▶ **ACTIVITY**
Give back only the lines in the records below from the one with "let tri = (m1 - p1).cross(&(m2" to the one with "sample pair between", both inclusive, word for word.
......
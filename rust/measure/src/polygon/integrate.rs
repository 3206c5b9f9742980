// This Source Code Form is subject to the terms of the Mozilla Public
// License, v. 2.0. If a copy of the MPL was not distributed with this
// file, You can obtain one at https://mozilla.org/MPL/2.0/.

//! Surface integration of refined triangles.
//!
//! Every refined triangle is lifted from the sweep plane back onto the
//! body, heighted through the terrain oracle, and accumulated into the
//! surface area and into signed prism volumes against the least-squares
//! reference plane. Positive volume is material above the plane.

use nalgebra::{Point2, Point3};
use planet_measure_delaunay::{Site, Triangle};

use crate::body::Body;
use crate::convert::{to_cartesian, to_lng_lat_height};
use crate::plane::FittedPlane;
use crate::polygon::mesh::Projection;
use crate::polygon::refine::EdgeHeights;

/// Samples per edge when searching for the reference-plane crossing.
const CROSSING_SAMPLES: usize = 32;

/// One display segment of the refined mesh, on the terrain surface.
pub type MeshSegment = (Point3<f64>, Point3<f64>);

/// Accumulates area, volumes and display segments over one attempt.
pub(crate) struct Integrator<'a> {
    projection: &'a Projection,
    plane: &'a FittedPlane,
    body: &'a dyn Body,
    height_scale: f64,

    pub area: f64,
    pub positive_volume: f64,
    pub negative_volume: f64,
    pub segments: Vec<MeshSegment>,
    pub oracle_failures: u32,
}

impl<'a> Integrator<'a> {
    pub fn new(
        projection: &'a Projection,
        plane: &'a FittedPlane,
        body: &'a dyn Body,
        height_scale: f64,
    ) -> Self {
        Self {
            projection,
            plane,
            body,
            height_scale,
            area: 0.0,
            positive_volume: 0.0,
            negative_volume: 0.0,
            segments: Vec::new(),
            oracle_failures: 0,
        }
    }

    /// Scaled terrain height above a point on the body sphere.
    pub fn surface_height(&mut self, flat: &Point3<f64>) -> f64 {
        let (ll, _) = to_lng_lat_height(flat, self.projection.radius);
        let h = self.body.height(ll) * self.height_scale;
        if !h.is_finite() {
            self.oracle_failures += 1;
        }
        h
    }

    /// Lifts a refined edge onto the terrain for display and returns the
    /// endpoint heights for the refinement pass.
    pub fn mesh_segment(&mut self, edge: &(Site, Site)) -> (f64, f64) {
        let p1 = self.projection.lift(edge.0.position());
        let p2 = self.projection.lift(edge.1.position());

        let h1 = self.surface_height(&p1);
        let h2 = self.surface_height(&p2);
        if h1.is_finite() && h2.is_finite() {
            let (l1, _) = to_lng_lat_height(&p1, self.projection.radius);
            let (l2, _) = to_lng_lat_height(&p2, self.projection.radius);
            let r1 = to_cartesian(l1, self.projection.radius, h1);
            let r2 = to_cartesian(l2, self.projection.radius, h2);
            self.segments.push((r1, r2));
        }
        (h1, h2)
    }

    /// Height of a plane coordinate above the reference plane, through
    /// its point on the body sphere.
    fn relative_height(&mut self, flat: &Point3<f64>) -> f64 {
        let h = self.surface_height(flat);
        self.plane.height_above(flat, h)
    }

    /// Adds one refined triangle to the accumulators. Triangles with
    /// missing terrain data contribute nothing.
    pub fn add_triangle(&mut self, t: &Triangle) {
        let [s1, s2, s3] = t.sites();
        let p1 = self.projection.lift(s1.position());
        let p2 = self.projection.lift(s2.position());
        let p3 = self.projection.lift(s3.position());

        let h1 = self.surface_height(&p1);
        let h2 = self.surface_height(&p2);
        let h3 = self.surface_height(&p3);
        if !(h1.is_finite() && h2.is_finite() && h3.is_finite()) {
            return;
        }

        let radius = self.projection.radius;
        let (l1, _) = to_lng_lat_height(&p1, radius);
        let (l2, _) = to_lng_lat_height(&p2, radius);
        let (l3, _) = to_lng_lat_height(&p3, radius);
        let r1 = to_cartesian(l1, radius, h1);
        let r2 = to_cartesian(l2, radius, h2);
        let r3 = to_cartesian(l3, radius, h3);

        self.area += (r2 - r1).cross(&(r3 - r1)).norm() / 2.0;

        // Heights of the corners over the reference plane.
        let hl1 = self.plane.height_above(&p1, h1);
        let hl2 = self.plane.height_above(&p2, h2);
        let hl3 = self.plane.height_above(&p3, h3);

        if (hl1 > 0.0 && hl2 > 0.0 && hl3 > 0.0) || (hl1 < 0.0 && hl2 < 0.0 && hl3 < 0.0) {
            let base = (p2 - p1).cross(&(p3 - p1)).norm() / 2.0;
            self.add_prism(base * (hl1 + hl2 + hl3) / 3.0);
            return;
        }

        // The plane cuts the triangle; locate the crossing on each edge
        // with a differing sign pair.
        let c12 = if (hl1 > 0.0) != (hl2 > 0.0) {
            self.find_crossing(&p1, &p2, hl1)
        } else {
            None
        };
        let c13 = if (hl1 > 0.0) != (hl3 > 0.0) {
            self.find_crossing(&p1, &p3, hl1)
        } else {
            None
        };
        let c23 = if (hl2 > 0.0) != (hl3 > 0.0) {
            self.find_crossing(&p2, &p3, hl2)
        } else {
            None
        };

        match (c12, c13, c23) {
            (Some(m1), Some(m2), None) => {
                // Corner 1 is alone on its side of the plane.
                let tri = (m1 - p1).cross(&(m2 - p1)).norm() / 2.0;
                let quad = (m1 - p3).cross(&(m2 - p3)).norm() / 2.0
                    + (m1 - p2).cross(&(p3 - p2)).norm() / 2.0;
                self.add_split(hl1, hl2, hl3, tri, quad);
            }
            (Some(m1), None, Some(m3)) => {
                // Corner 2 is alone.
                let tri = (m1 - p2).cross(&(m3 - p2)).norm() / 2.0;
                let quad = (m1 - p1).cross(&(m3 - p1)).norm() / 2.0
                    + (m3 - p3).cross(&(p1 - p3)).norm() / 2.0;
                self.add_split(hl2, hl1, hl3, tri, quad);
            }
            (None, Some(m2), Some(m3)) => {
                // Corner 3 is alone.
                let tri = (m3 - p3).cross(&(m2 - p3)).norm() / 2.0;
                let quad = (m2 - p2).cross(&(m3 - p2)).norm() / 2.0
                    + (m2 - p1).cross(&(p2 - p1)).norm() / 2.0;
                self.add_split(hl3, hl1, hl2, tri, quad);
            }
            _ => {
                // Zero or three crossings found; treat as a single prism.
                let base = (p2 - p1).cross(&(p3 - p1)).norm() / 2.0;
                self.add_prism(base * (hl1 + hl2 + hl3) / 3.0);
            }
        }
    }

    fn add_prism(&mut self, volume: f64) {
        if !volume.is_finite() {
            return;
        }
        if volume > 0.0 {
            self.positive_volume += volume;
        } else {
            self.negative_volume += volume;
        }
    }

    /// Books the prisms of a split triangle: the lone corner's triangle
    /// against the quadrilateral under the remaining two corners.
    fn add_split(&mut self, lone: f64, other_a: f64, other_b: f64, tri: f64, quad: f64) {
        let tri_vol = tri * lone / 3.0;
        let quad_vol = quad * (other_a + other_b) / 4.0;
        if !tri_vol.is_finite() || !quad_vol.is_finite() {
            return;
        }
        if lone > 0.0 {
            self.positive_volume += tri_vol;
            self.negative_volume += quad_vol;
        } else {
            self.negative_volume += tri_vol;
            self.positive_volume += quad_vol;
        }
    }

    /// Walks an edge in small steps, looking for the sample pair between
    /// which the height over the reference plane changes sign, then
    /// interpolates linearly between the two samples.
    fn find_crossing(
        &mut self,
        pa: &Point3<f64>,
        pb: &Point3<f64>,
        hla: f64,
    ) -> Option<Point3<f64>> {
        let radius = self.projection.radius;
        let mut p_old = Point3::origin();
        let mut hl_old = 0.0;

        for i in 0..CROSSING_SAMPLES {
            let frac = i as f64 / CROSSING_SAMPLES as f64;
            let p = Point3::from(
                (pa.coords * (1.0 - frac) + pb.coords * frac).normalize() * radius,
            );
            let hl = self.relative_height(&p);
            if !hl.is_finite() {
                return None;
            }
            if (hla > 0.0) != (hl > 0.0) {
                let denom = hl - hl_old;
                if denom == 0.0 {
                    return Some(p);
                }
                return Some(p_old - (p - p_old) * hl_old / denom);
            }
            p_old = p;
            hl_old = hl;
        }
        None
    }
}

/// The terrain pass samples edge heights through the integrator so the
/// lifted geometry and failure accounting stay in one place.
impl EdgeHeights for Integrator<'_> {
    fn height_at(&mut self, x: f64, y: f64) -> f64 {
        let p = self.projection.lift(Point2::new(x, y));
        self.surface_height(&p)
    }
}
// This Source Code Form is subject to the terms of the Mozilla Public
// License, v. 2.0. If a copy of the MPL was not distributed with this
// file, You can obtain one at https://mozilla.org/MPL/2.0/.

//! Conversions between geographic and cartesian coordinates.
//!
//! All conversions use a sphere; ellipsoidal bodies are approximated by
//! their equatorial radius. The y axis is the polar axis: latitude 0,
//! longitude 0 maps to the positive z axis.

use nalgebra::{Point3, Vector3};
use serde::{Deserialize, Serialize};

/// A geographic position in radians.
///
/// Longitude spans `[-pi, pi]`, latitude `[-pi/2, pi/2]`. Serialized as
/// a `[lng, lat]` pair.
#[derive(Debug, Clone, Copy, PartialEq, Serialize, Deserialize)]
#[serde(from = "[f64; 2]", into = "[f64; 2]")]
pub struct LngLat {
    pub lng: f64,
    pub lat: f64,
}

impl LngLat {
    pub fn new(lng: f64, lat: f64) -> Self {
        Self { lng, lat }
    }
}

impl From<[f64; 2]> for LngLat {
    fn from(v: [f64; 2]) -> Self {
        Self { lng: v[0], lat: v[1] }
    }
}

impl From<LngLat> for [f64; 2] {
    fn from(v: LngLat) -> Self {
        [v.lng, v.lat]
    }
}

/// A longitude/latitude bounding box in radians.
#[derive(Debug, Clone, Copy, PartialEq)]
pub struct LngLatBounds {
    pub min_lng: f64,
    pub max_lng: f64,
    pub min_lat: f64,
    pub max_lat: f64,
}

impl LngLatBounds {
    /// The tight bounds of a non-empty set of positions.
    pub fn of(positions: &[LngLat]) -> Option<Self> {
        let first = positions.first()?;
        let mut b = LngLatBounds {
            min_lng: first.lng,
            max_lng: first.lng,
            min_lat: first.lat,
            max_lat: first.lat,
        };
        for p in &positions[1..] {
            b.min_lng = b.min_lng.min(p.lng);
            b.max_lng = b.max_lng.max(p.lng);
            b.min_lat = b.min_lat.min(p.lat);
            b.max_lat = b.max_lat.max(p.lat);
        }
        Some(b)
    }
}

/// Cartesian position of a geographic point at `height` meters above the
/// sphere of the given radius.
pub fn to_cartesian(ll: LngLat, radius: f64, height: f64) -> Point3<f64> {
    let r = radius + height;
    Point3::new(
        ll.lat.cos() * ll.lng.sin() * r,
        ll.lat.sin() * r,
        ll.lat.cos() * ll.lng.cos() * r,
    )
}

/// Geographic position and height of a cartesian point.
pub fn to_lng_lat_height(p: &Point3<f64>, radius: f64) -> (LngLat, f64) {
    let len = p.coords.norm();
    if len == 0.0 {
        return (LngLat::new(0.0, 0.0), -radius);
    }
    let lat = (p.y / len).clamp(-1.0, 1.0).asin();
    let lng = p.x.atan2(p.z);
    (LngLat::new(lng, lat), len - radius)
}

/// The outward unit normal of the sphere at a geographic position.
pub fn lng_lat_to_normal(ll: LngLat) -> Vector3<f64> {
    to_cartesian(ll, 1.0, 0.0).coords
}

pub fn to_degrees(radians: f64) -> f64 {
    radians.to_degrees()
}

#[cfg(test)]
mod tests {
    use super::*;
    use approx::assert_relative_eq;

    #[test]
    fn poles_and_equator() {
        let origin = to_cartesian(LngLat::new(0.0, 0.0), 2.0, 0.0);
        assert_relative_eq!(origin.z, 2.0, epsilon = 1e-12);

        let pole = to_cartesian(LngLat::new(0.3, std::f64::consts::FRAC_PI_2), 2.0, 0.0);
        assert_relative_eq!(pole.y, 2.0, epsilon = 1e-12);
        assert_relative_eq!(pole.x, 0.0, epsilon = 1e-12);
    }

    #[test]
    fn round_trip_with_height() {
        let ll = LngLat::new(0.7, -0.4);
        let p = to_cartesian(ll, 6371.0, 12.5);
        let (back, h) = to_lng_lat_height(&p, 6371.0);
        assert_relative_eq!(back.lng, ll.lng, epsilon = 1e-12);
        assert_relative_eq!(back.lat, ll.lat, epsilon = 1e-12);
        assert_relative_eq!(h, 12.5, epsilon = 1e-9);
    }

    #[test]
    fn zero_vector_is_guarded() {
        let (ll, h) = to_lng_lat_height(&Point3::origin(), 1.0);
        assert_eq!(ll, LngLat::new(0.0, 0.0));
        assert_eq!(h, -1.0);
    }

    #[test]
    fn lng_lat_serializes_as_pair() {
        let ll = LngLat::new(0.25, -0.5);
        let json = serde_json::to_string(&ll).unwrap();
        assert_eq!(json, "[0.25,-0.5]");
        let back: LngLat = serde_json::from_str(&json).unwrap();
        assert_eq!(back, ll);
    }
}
......
▶ **WRITTEN SOLUTION**
                let tri = (m1 - p1).cross(&(m2 - p1)).norm() / 2.0;
                let quad = (m1 - p3).cross(&(m2 - p3)).norm() / 2.0
                    + (m1 - p2).cross(&(p3 - p2)).norm() / 2.0;
                self.add_split(hl1, hl2, hl3, tri, quad);
            }
            (Some(m1), None, Some(m3)) => {
                // Corner 2 is alone.
                let tri = (m1 - p2).cross(&(m3 - p2)).norm() / 2.0;
                let quad = (m1 - p1).cross(&(m3 - p1)).norm() / 2.0
                    + (m3 - p3).cross(&(p1 - p3)).norm() / 2.0;
                self.add_split(hl2, hl1, hl3, tri, quad);
            }
            (None, Some(m2), Some(m3)) => {
                // Corner 3 is alone.
                let tri = (m3 - p3).cross(&(m2 - p3)).norm() / 2.0;
                let quad = (m2 - p2).cross(&(m3 - p2)).norm() / 2.0
                    + (m2 - p1).cross(&(p2 - p1)).norm() / 2.0;
                self.add_split(hl3, hl1, hl2, tri, quad);
            }
            _ => {
                // Zero or three crossings found; treat as a single prism.
                let base = (p2 - p1).cross(&(p3 - p1)).norm() / 2.0;
                self.add_prism(base * (hl1 + hl2 + hl3) / 3.0);
            }
        }
    }

    fn add_prism(&mut self, volume: f64) {
        if !volume.is_finite() {
            return;
        }
        if volume > 0.0 {
            self.positive_volume += volume;
        } else {
            self.negative_volume += volume;
        }
    }

    /// Books the prisms of a split triangle: the lone corner's triangle
    /// against the quadrilateral under the remaining two corners.
    fn add_split(&mut self, lone: f64, other_a: f64, other_b: f64, tri: f64, quad: f64) {
        let tri_vol = tri * lone / 3.0;
        let quad_vol = quad * (other_a + other_b) / 4.0;
        if !tri_vol.is_finite() || !quad_vol.is_finite() {
            return;
        }
        if lone > 0.0 {
            self.positive_volume += tri_vol;
            self.negative_volume += quad_vol;
        } else {
            self.negative_volume += tri_vol;
            self.positive_volume += quad_vol;
        }
    }

    /// Walks an edge in small steps, looking for the sample pair between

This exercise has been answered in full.